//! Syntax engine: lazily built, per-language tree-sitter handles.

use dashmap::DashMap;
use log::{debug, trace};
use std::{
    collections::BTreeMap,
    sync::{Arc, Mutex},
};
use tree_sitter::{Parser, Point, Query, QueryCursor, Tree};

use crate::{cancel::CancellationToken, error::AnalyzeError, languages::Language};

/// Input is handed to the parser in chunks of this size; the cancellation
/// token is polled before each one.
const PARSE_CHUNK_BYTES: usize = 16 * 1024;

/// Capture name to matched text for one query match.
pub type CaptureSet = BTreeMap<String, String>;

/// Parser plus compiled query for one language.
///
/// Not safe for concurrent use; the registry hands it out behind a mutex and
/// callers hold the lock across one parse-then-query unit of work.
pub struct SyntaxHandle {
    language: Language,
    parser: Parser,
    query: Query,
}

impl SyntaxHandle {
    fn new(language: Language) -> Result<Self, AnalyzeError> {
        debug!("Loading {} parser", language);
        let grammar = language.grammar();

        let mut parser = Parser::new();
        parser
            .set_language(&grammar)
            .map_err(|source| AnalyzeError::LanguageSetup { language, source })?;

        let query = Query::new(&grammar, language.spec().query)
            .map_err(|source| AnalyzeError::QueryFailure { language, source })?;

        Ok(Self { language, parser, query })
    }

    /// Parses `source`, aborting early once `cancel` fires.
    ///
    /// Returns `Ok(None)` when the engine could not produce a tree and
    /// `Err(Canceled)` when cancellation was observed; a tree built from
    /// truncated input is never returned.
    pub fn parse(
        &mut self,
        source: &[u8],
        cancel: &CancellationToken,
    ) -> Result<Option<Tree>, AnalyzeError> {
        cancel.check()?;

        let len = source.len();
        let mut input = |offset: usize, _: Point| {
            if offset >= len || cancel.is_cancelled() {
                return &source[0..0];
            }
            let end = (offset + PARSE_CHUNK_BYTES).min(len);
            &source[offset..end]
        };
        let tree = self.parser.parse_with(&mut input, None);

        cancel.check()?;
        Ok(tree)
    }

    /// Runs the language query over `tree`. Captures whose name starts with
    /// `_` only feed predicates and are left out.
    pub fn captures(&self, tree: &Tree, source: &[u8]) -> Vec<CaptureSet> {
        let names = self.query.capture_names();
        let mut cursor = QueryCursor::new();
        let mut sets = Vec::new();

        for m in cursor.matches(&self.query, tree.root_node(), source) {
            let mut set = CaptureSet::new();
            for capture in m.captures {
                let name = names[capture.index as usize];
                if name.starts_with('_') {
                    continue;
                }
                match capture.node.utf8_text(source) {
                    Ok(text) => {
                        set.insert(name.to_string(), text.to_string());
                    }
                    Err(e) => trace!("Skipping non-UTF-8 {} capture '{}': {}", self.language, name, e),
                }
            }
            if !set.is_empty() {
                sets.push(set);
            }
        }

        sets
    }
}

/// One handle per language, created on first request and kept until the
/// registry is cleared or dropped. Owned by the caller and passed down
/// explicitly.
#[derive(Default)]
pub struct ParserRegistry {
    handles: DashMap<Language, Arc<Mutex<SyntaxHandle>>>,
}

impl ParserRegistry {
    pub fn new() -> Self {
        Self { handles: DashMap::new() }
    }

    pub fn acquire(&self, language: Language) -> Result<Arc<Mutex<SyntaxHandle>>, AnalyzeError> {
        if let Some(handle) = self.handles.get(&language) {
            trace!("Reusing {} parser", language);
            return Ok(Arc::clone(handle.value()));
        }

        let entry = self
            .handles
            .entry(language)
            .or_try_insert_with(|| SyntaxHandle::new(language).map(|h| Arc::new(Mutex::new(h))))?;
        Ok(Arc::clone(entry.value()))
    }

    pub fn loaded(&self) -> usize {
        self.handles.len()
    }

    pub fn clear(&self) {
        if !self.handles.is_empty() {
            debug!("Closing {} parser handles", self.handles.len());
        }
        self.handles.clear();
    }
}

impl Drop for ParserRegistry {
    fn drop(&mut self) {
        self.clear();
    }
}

- _Work task_
The response must consist solely of the lines from the top of the records through the line holding "const PARSE_CHUNK_BYTES: usize = 16 * 1024;", copied word for word.

- _Response_
//! Syntax engine: lazily built, per-language tree-sitter handles.

use dashmap::DashMap;
use log::{debug, trace};
use std::{
    collections::BTreeMap,
    sync::{Arc, Mutex},
};
use tree_sitter::{Parser, Point, Query, QueryCursor, Tree};

use crate::{cancel::CancellationToken, error::AnalyzeError, languages::Language};

/// Input is handed to the parser in chunks of this size; the cancellation
/// token is polled before each one.
const PARSE_CHUNK_BYTES: usize = 16 * 1024;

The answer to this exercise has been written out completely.